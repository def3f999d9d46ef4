use async_trait::async_trait;
use std::net::SocketAddr;
use std::time::Duration;
use tokio::net::UdpSocket;
use tokio::time::timeout;
use tracing::{debug, trace};

use crate::dns::DNSPacket;
use crate::dns::common::normalize_name;
use crate::dns::constants::DEFAULT_UDP_PAYLOAD_SIZE;
use crate::dns::enums::DNSResourceType;
use crate::error::TransportError;

/// A parsed reply and the number of bytes it occupied on the wire.
#[derive(Clone, Debug, PartialEq, Eq)]
pub struct DnsResponse {
    pub packet: DNSPacket,
    pub size: usize,
}

#[async_trait]
pub trait Transport: Send + Sync {
    /// Ask `server` for (`name`, `qtype`) and return its reply.
    async fn query(
        &self,
        name: &str,
        qtype: DNSResourceType,
        server: SocketAddr,
    ) -> Result<DnsResponse, TransportError>;
}

/// One UDP exchange per query on a fresh ephemeral socket.
#[derive(Clone, Debug)]
pub struct UdpTransport {
    timeout: Duration,
    payload_size: u16,
}

impl Default for UdpTransport {
    fn default() -> Self {
        Self::new(Duration::from_secs(5), DEFAULT_UDP_PAYLOAD_SIZE)
    }
}

impl UdpTransport {
    pub fn new(timeout: Duration, payload_size: u16) -> Self {
        Self {
            timeout,
            payload_size,
        }
    }

    async fn exchange(&self, query: &[u8], server: SocketAddr) -> std::io::Result<Vec<u8>> {
        let bind_addr: SocketAddr = if server.is_ipv4() {
            SocketAddr::from(([0, 0, 0, 0], 0))
        } else {
            SocketAddr::from(([0u16; 8], 0))
        };
        let socket = UdpSocket::bind(bind_addr).await?;
        socket.connect(server).await?;
        socket.send(query).await?;

        let mut buf = vec![0u8; usize::from(self.payload_size).max(512)];
        let len = socket.recv(&mut buf).await?;
        buf.truncate(len);
        Ok(buf)
    }
}

#[async_trait]
impl Transport for UdpTransport {
    async fn query(
        &self,
        name: &str,
        qtype: DNSResourceType,
        server: SocketAddr,
    ) -> Result<DnsResponse, TransportError> {
        let id: u16 = rand::random();
        let query = DNSPacket::query(id, name, qtype, self.payload_size);
        let query_bytes = query
            .serialize()
            .map_err(|e| TransportError::Io(e.to_string()))?;

        debug!("Querying {} for {} {} (id {})", server, name, qtype, id);

        let buf = timeout(self.timeout, self.exchange(&query_bytes, server))
            .await
            .map_err(|_| TransportError::Timeout(server))??;

        trace!(
            "Raw UDP response data ({} bytes): {:02x?}",
            buf.len(),
            &buf[..buf.len().min(64)]
        );

        // TC is bit 1 of the third header byte
        let truncated = buf.get(2).is_some_and(|flags| flags & 0x02 != 0);
        if truncated {
            return Err(TransportError::Truncated(server));
        }

        let packet = DNSPacket::parse(&buf).map_err(|source| {
            debug!("Failed to parse UDP response from {}: {}", server, source);
            TransportError::Malformed { server, source }
        })?;

        if packet.header.id != id {
            return Err(TransportError::IdMismatch {
                expected: id,
                got: packet.header.id,
            });
        }

        if !packet.header.qr {
            return Err(TransportError::UnexpectedReply {
                server,
                reason: "QR bit clear",
            });
        }

        let echoes_question = match packet.questions.as_slice() {
            [question] => {
                question.qtype == qtype && normalize_name(&question.name()) == normalize_name(name)
            }
            _ => false,
        };
        if !echoes_question {
            return Err(TransportError::UnexpectedReply {
                server,
                reason: "question does not match",
            });
        }

        Ok(DnsResponse {
            packet,
            size: buf.len(),
        })
    }
}
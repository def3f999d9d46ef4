use std::net::SocketAddr;
use thiserror::Error;

use crate::config::ConfigError;
use crate::dns::ParseError;

/// Failures talking to a single server. The resolver treats every variant as
/// "try the next candidate".
#[derive(Error, Debug, Clone, PartialEq, Eq)]
pub enum TransportError {
    #[error("Query to {0} timed out")]
    Timeout(SocketAddr),

    #[error("IO error: {0}")]
    Io(String),

    #[error("Malformed response from {server}: {source}")]
    Malformed {
        server: SocketAddr,
        #[source]
        source: ParseError,
    },

    #[error("Truncated response from {0}")]
    Truncated(SocketAddr),

    #[error("Response ID {got} does not match query ID {expected}")]
    IdMismatch { expected: u16, got: u16 },

    #[error("Response from {server} does not answer the query: {reason}")]
    UnexpectedReply {
        server: SocketAddr,
        reason: &'static str,
    },
}

impl From<std::io::Error> for TransportError {
    fn from(err: std::io::Error) -> Self {
        TransportError::Io(err.to_string())
    }
}

/// Everything that stops the binary before a resolution starts. Failures
/// during resolution are outcomes, not errors.
#[derive(Error, Debug)]
pub enum SigwalkError {
    #[error("Configuration error: {0}")]
    Config(#[from] ConfigError),

    #[error("Invalid query: {0}")]
    InvalidQuery(String),

    #[error("IO error: {0}")]
    Io(#[from] std::io::Error),
}

pub type Result<T> = std::result::Result<T, SigwalkError>;
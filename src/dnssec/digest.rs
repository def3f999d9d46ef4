use ring::digest;
use std::fmt;

use super::DnsSecError;

/// DS digest types (RFC 4034, 4509, 6605)
#[derive(Debug, Clone, Copy, PartialEq, Eq, Hash)]
#[repr(u8)]
pub enum DigestType {
    Sha1 = 1,
    Sha256 = 2,
    /// GOST R 34.11-94 (RFC 5933), recognised but not computed
    Gost94 = 3,
    Sha384 = 4,
}

impl DigestType {
    pub fn from_u8(value: u8) -> Option<Self> {
        match value {
            1 => Some(Self::Sha1),
            2 => Some(Self::Sha256),
            3 => Some(Self::Gost94),
            4 => Some(Self::Sha384),
            _ => None,
        }
    }

    pub fn to_u8(self) -> u8 {
        self as u8
    }

    pub fn is_supported(&self) -> bool {
        !matches!(self, Self::Gost94)
    }

    pub fn digest_len(&self) -> usize {
        match self {
            Self::Sha1 => 20,
            Self::Sha256 | Self::Gost94 => 32,
            Self::Sha384 => 48,
        }
    }

    fn ring_algorithm(&self) -> Option<&'static digest::Algorithm> {
        match self {
            Self::Sha1 => Some(&digest::SHA1_FOR_LEGACY_USE_ONLY),
            Self::Sha256 => Some(&digest::SHA256),
            Self::Sha384 => Some(&digest::SHA384),
            Self::Gost94 => None,
        }
    }

    /// Digest over the concatenation of `parts`.
    pub fn digest(&self, parts: &[&[u8]]) -> Result<Vec<u8>, DnsSecError> {
        let algorithm = self
            .ring_algorithm()
            .ok_or(DnsSecError::UnsupportedDigestType(self.to_u8()))?;
        let mut ctx = digest::Context::new(algorithm);
        for part in parts {
            ctx.update(part);
        }
        Ok(ctx.finish().as_ref().to_vec())
    }
}

impl fmt::Display for DigestType {
    fn fmt(&self, f: &mut fmt::Formatter<'_>) -> fmt::Result {
        match self {
            Self::Sha1 => write!(f, "SHA1"),
            Self::Sha256 => write!(f, "SHA256"),
            Self::Gost94 => write!(f, "GOST94"),
            Self::Sha384 => write!(f, "SHA384"),
        }
    }
}
use bitstream_io::{BitRead, BitReader, BitWrite, BitWriter, Endianness};
use std::fmt;

use super::{
    ParseError,
    common::{PacketComponent, labels_to_fqdn},
    enums::{DNSResourceClass, DNSResourceType},
};

#[derive(Clone, Debug, Default, PartialEq, Eq)]
pub struct DNSQuestion {
    pub labels: Vec<String>,
    pub qtype: DNSResourceType,
    pub qclass: DNSResourceClass,
}

impl DNSQuestion {
    pub fn name(&self) -> String {
        labels_to_fqdn(&self.labels)
    }
}

impl PacketComponent for DNSQuestion {
    fn write<E: Endianness>(
        &self,
        writer: &mut BitWriter<&mut Vec<u8>, E>,
    ) -> Result<(), ParseError> {
        self.write_labels(writer, &self.labels)?;
        writer.write_var::<u16>(16, self.qtype.into())?;
        writer.write_var::<u16>(16, self.qclass.into())?;
        Ok(())
    }

    fn read_with_buffer<E: Endianness>(
        &mut self,
        reader: &mut BitReader<&[u8], E>,
        packet_buf: &[u8],
        offset: &mut usize,
    ) -> Result<(), ParseError> {
        let labels = self.read_labels_with_buffer(reader, packet_buf, offset)?;
        let qtype = reader.read_var::<u16>(16)?.into();
        let qclass = reader.read_var::<u16>(16)?.into();
        *offset += 4;
        *self = DNSQuestion {
            labels,
            qtype,
            qclass,
        };
        Ok(())
    }
}

impl fmt::Display for DNSQuestion {
    fn fmt(&self, f: &mut fmt::Formatter<'_>) -> fmt::Result {
        write!(f, "{} {} {}", self.name(), self.qclass, self.qtype)
    }
}
use bitstream_io::{BitRead, BitReader, BitWrite, BitWriter, Endianness};

use super::ParseError;

/// Compression pointers followed before a name is rejected as looping.
const MAX_POINTER_JUMPS: usize = 32;

pub trait PacketComponent {
    fn write<E: Endianness>(
        &self,
        writer: &mut BitWriter<&mut Vec<u8>, E>,
    ) -> Result<(), ParseError>;

    /// Read the component from `reader`. `packet_buf` is the whole message so
    /// compression pointers can be resolved; `offset` tracks the reader's
    /// absolute position in it.
    fn read_with_buffer<E: Endianness>(
        &mut self,
        reader: &mut BitReader<&[u8], E>,
        packet_buf: &[u8],
        offset: &mut usize,
    ) -> Result<(), ParseError>;

    fn read_labels_with_buffer<E: Endianness>(
        &mut self,
        reader: &mut BitReader<&[u8], E>,
        packet_buf: &[u8],
        offset: &mut usize,
    ) -> Result<Vec<String>, ParseError> {
        let mut labels = Vec::new();
        loop {
            let label_len = reader.read_var::<u8>(8)?;
            *offset += 1;
            if label_len == 0 {
                labels.push(String::new());
                break;
            }
            if label_len & 0xC0 == 0xC0 {
                let low = reader.read_var::<u8>(8)?;
                *offset += 1;
                let pointer = (((label_len & 0x3F) as usize) << 8) | low as usize;
                let (rest, _) = read_name_at(packet_buf, pointer)?;
                labels.extend(rest);
                break;
            }
            if label_len > 63 {
                return Err(ParseError::InvalidLabel);
            }
            let mut buf = vec![0; label_len as usize];
            reader.read_bytes(&mut buf)?;
            *offset += buf.len();
            let label = String::from_utf8(buf).map_err(|_| ParseError::InvalidLabel)?;
            labels.push(label);
        }

        if name_wire_len(&labels) > 255 {
            return Err(ParseError::NameTooLong);
        }

        Ok(labels)
    }

    fn write_labels<E: Endianness>(
        &self,
        writer: &mut BitWriter<&mut Vec<u8>, E>,
        labels: &[String],
    ) -> Result<(), ParseError> {
        for label in labels.iter().filter(|l| !l.is_empty()) {
            writer.write_var::<u8>(8, label.len() as u8)?;
            writer.write_bytes(label.as_bytes())?;
        }
        writer.write_var::<u8>(8, 0)?;

        Ok(())
    }
}

/// Decode a possibly compressed name starting at `start` in `buf`.
///
/// Returns the labels (terminated by an empty label, like the section
/// readers produce) and the number of bytes the name occupies at `start`.
pub fn read_name_at(buf: &[u8], start: usize) -> Result<(Vec<String>, usize), ParseError> {
    let mut labels = Vec::new();
    let mut pos = start;
    let mut consumed = None;
    let mut jumps = 0;

    loop {
        let len = *buf.get(pos).ok_or(ParseError::InvalidLabel)? as usize;
        if len == 0 {
            labels.push(String::new());
            pos += 1;
            break;
        }
        if len & 0xC0 == 0xC0 {
            let low = *buf.get(pos + 1).ok_or(ParseError::InvalidLabel)? as usize;
            if consumed.is_none() {
                consumed = Some(pos + 2 - start);
            }
            jumps += 1;
            if jumps > MAX_POINTER_JUMPS {
                return Err(ParseError::CompressionLoop);
            }
            pos = ((len & 0x3F) << 8) | low;
            continue;
        }
        if len > 63 {
            return Err(ParseError::InvalidLabel);
        }
        let label = buf
            .get(pos + 1..pos + 1 + len)
            .ok_or(ParseError::InvalidLabel)?;
        labels.push(String::from_utf8(label.to_vec()).map_err(|_| ParseError::InvalidLabel)?);
        pos += 1 + len;
    }

    if name_wire_len(&labels) > 255 {
        return Err(ParseError::NameTooLong);
    }

    Ok((labels, consumed.unwrap_or_else(|| pos - start)))
}

/// Uncompressed wire length of a label sequence.
pub fn name_wire_len(labels: &[String]) -> usize {
    labels
        .iter()
        .filter(|l| !l.is_empty())
        .map(|l| l.len() + 1)
        .sum::<usize>()
        + 1
}

/// Append `name` (presentation form) in uncompressed wire format.
pub fn write_name(buf: &mut Vec<u8>, name: &str, lowercase: bool) {
    for label in name.split('.').filter(|l| !l.is_empty()) {
        buf.push(label.len() as u8);
        if lowercase {
            buf.extend(label.bytes().map(|b| b.to_ascii_lowercase()));
        } else {
            buf.extend_from_slice(label.as_bytes());
        }
    }
    buf.push(0);
}

/// Labels to a fully qualified name with trailing dot; the root is ".".
pub fn labels_to_fqdn(labels: &[String]) -> String {
    let name = labels
        .iter()
        .filter(|l| !l.is_empty())
        .map(|l| l.as_str())
        .collect::<Vec<_>>()
        .join(".");
    if name.is_empty() {
        ".".to_string()
    } else {
        format!("{}.", name)
    }
}

/// Presentation name to the label form used by questions and resources.
pub fn fqdn_to_labels(name: &str) -> Vec<String> {
    let mut labels: Vec<String> = name
        .split('.')
        .filter(|l| !l.is_empty())
        .map(|l| l.to_string())
        .collect();
    labels.push(String::new());
    labels
}

/// Lowercase, fully qualified form used for every name comparison.
pub fn normalize_name(name: &str) -> String {
    let trimmed = name.trim().trim_end_matches('.');
    if trimmed.is_empty() {
        ".".to_string()
    } else {
        format!("{}.", trimmed.to_ascii_lowercase())
    }
}

/// Number of labels in a name, not counting the root.
pub fn label_count(name: &str) -> usize {
    name.split('.').filter(|l| !l.is_empty()).count()
}
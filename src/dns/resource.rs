use bitstream_io::{BitRead, BitReader, BitWrite, BitWriter, Endianness};
use std::fmt;

use super::{
    ParseError,
    common::{PacketComponent, fqdn_to_labels, labels_to_fqdn, normalize_name},
    enums::{DNSResourceClass, DNSResourceType},
    rdata::{DnskeyRecord, DsRecord, RData, RrsigRecord},
};

#[derive(Clone, Debug, Default, PartialEq, Eq)]
pub struct DNSResource {
    pub labels: Vec<String>,
    pub rtype: DNSResourceType,
    pub rclass: DNSResourceClass,
    pub ttl: u32,
    pub rdlength: u16,
    /// Uncompressed rdata
    pub rdata: Vec<u8>,
    pub parsed_rdata: Option<RData>,
}

impl DNSResource {
    /// Build a record from typed data; used when composing messages.
    pub fn new(name: &str, ttl: u32, data: RData) -> Self {
        let rtype = data.rtype();
        let rdata = data.to_wire(false);
        Self {
            labels: fqdn_to_labels(name),
            rtype,
            rclass: DNSResourceClass::IN,
            ttl,
            rdlength: rdata.len() as u16,
            rdata,
            parsed_rdata: Some(data),
        }
    }

    /// Owner name as written on the wire, fully qualified.
    pub fn name(&self) -> String {
        labels_to_fqdn(&self.labels)
    }

    /// Owner name lowercased for comparisons.
    pub fn owner(&self) -> String {
        normalize_name(&self.name())
    }

    /// Rdata in canonical form for signing and digest input.
    pub fn canonical_rdata(&self) -> Vec<u8> {
        match &self.parsed_rdata {
            Some(data) if self.rtype.has_embedded_names() => data.to_wire(true),
            _ => self.rdata.clone(),
        }
    }

    pub fn as_dnskey(&self) -> Option<&DnskeyRecord> {
        match &self.parsed_rdata {
            Some(RData::DNSKEY(key)) => Some(key),
            _ => None,
        }
    }

    pub fn as_ds(&self) -> Option<&DsRecord> {
        match &self.parsed_rdata {
            Some(RData::DS(ds)) => Some(ds),
            _ => None,
        }
    }

    pub fn as_rrsig(&self) -> Option<&RrsigRecord> {
        match &self.parsed_rdata {
            Some(RData::RRSIG(sig)) => Some(sig),
            _ => None,
        }
    }

    /// Target of a CNAME record.
    pub fn alias_target(&self) -> Option<&str> {
        match &self.parsed_rdata {
            Some(RData::CNAME(target)) => Some(target),
            _ => None,
        }
    }
}

impl RData {
    pub fn rtype(&self) -> DNSResourceType {
        match self {
            RData::A(_) => DNSResourceType::A,
            RData::AAAA(_) => DNSResourceType::AAAA,
            RData::NS(_) => DNSResourceType::NS,
            RData::CNAME(_) => DNSResourceType::CNAME,
            RData::PTR(_) => DNSResourceType::PTR,
            RData::DNAME(_) => DNSResourceType::DNAME,
            RData::MX { .. } => DNSResourceType::MX,
            RData::SOA { .. } => DNSResourceType::SOA,
            RData::SRV { .. } => DNSResourceType::SRV,
            RData::TXT(_) => DNSResourceType::TXT,
            RData::DS(_) => DNSResourceType::DS,
            RData::DNSKEY(_) => DNSResourceType::DNSKEY,
            RData::RRSIG(_) => DNSResourceType::RRSIG,
        }
    }
}

impl PacketComponent for DNSResource {
    fn write<E: Endianness>(
        &self,
        writer: &mut BitWriter<&mut Vec<u8>, E>,
    ) -> Result<(), ParseError> {
        self.write_labels(writer, &self.labels)?;
        writer.write_var::<u16>(16, self.rtype.into())?;
        writer.write_var::<u16>(16, self.rclass.into())?;
        writer.write_var::<u32>(32, self.ttl)?;
        writer.write_var::<u16>(16, self.rdata.len() as u16)?;
        writer.write_bytes(&self.rdata)?;
        Ok(())
    }

    fn read_with_buffer<E: Endianness>(
        &mut self,
        reader: &mut BitReader<&[u8], E>,
        packet_buf: &[u8],
        offset: &mut usize,
    ) -> Result<(), ParseError> {
        self.labels = self.read_labels_with_buffer(reader, packet_buf, offset)?;
        self.rtype = reader.read_var::<u16>(16)?.into();
        self.rclass = reader.read_var::<u16>(16)?.into();
        self.ttl = reader.read_var::<u32>(32)?;
        self.rdlength = reader.read_var::<u16>(16)?;
        *offset += 10;

        let rdata_offset = *offset;
        let mut buf = vec![0_u8; self.rdlength as usize];
        reader.read_bytes(&mut buf)?;
        *offset += buf.len();

        self.parsed_rdata = RData::parse(self.rtype, &buf, packet_buf, rdata_offset)?;
        self.rdata = match &self.parsed_rdata {
            Some(data) if self.rtype.has_embedded_names() => data.to_wire(false),
            _ => buf,
        };
        self.rdlength = self.rdata.len() as u16;

        Ok(())
    }
}

impl fmt::Display for DNSResource {
    fn fmt(&self, f: &mut fmt::Formatter<'_>) -> fmt::Result {
        write!(f, "{} {} {} {} ", self.name(), self.ttl, self.rclass, self.rtype)?;
        match &self.parsed_rdata {
            Some(data) => write!(f, "{}", data),
            None => write!(f, "\\# {} {}", self.rdata.len(), hex::encode(&self.rdata)),
        }
    }
}
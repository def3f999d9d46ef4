use std::net::{IpAddr, SocketAddr};
use std::time::Duration;
use thiserror::Error;

use crate::dns::constants::{DEFAULT_UDP_PAYLOAD_SIZE, DNS_PORT};
use crate::dns::rdata::DnskeyRecord;
use crate::dnssec::TrustAnchor;
use crate::dnssec::trust_anchor::default_root_servers;

#[derive(Error, Debug, Clone, PartialEq, Eq)]
pub enum ConfigError {
    #[error("Invalid root server: {0}")]
    InvalidRootServer(String),
    #[error("Invalid timeout: {0}")]
    InvalidTimeout(String),
    #[error("Invalid limit: {0}")]
    InvalidLimit(String),
    #[error("Invalid UDP payload size: {0}")]
    InvalidPayloadSize(String),
    #[error("Invalid trust anchor: {0}")]
    InvalidTrustAnchor(String),
}

#[derive(Debug, Clone)]
pub struct ResolverConfig {
    /// Root servers tried in order
    pub root_servers: Vec<SocketAddr>,

    /// Root key-signing key every chain must start from
    pub trust_anchor: DnskeyRecord,

    /// Per-query timeout
    pub query_timeout: Duration,

    /// Maximum delegations followed below the root
    pub max_hops: usize,

    /// Maximum CNAME restarts per resolution
    pub max_redirections: usize,

    /// EDNS0 payload size advertised on queries
    pub udp_payload_size: u16,
}

impl Default for ResolverConfig {
    fn default() -> Self {
        let anchor = TrustAnchor::default();
        Self {
            root_servers: default_root_servers(),
            trust_anchor: anchor.ksk().clone(),
            query_timeout: Duration::from_secs(5),
            max_hops: 16,
            max_redirections: 8,
            udp_payload_size: DEFAULT_UDP_PAYLOAD_SIZE,
        }
    }
}

impl ResolverConfig {
    /// Defaults overridden by `SIGWALK_*` environment variables.
    pub fn from_env() -> Result<Self, ConfigError> {
        Self::from_lookup(|key| std::env::var(key).ok())
    }

    /// Defaults overridden by whatever `lookup` returns for each
    /// `SIGWALK_*` key.
    pub fn from_lookup<F>(lookup: F) -> Result<Self, ConfigError>
    where
        F: Fn(&str) -> Option<String>,
    {
        let mut config = Self::default();

        if let Some(root_servers) = lookup("SIGWALK_ROOT_SERVERS") {
            let servers = root_servers
                .split(',')
                .filter(|s| !s.trim().is_empty())
                .map(parse_server)
                .collect::<Result<Vec<_>, _>>()?;
            if servers.is_empty() {
                return Err(ConfigError::InvalidRootServer(
                    "No valid root servers provided".to_string(),
                ));
            }
            config.root_servers = servers;
        }

        if let Some(timeout_str) = lookup("SIGWALK_QUERY_TIMEOUT") {
            let timeout_secs = timeout_str
                .trim()
                .parse::<u64>()
                .map_err(|_| ConfigError::InvalidTimeout(timeout_str.clone()))?;
            if timeout_secs == 0 {
                return Err(ConfigError::InvalidTimeout(
                    "Timeout must be greater than 0".to_string(),
                ));
            }
            config.query_timeout = Duration::from_secs(timeout_secs);
        }

        if let Some(max_hops) = lookup("SIGWALK_MAX_HOPS") {
            config.max_hops = max_hops
                .trim()
                .parse()
                .map_err(|_| ConfigError::InvalidLimit(max_hops.clone()))?;
        }

        if let Some(max_redirections) = lookup("SIGWALK_MAX_REDIRECTIONS") {
            config.max_redirections = max_redirections
                .trim()
                .parse()
                .map_err(|_| ConfigError::InvalidLimit(max_redirections.clone()))?;
        }

        if let Some(payload) = lookup("SIGWALK_UDP_PAYLOAD_SIZE") {
            config.udp_payload_size = payload
                .trim()
                .parse()
                .map_err(|_| ConfigError::InvalidPayloadSize(payload.clone()))?;
        }

        if let Some(anchor) = lookup("SIGWALK_TRUST_ANCHOR") {
            config.trust_anchor = anchor
                .parse()
                .map_err(|_| ConfigError::InvalidTrustAnchor(anchor.clone()))?;
        }

        config.validate()?;

        Ok(config)
    }

    /// Validate the configuration
    pub fn validate(&self) -> Result<(), ConfigError> {
        if self.root_servers.is_empty() {
            return Err(ConfigError::InvalidRootServer(
                "At least one root server is required".to_string(),
            ));
        }

        if self.query_timeout.is_zero() || self.query_timeout.as_secs() > 300 {
            return Err(ConfigError::InvalidTimeout(
                "Timeout must be between 1 and 300 seconds".to_string(),
            ));
        }

        if self.max_hops == 0 || self.max_hops > 64 {
            return Err(ConfigError::InvalidLimit(
                "Max hops must be between 1 and 64".to_string(),
            ));
        }

        if self.max_redirections > 32 {
            return Err(ConfigError::InvalidLimit(
                "Max redirections too large (max 32)".to_string(),
            ));
        }

        if self.udp_payload_size < 512 {
            return Err(ConfigError::InvalidPayloadSize(
                "UDP payload size must be at least 512".to_string(),
            ));
        }

        if !self.trust_anchor.is_ksk() {
            return Err(ConfigError::InvalidTrustAnchor(
                "Trust anchor must be a key-signing key (flags 257)".to_string(),
            ));
        }

        Ok(())
    }

    pub fn trust_anchor(&self) -> TrustAnchor {
        TrustAnchor::new(self.trust_anchor.clone(), self.root_servers.clone())
    }
}

/// `ip` or `ip:port`; the port defaults to 53.
fn parse_server(s: &str) -> Result<SocketAddr, ConfigError> {
    let s = s.trim();
    s.parse::<SocketAddr>()
        .or_else(|_| s.parse::<IpAddr>().map(|ip| SocketAddr::new(ip, DNS_PORT)))
        .map_err(|_| ConfigError::InvalidRootServer(s.to_string()))
}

▶ [Problem to work on]:
In the entries above, one line contains "does not answer" and another contains "but not computed". Reproduce exactly those two lines and the lines between them, nothing else.

▶ [Task result]:
    #[error("Response from {server} does not answer the query: {reason}")]
    UnexpectedReply {
        server: SocketAddr,
        reason: &'static str,
    },
}

impl From<std::io::Error> for TransportError {
    fn from(err: std::io::Error) -> Self {
        TransportError::Io(err.to_string())
    }
}

/// Everything that stops the binary before a resolution starts. Failures
/// during resolution are outcomes, not errors.
#[derive(Error, Debug)]
pub enum SigwalkError {
    #[error("Configuration error: {0}")]
    Config(#[from] ConfigError),

    #[error("Invalid query: {0}")]
    InvalidQuery(String),

    #[error("IO error: {0}")]
    Io(#[from] std::io::Error),
}

pub type Result<T> = std::result::Result<T, SigwalkError>;
filename src/dnssec/digest.rs
repository def3f999d9d46ef4
use ring::digest;
use std::fmt;

use super::DnsSecError;

/// DS digest types (RFC 4034, 4509, 6605)
#[derive(Debug, Clone, Copy, PartialEq, Eq, Hash)]
#[repr(u8)]
pub enum DigestType {
    Sha1 = 1,
    Sha256 = 2,
    /// GOST R 34.11-94 (RFC 5933), recognised but not computed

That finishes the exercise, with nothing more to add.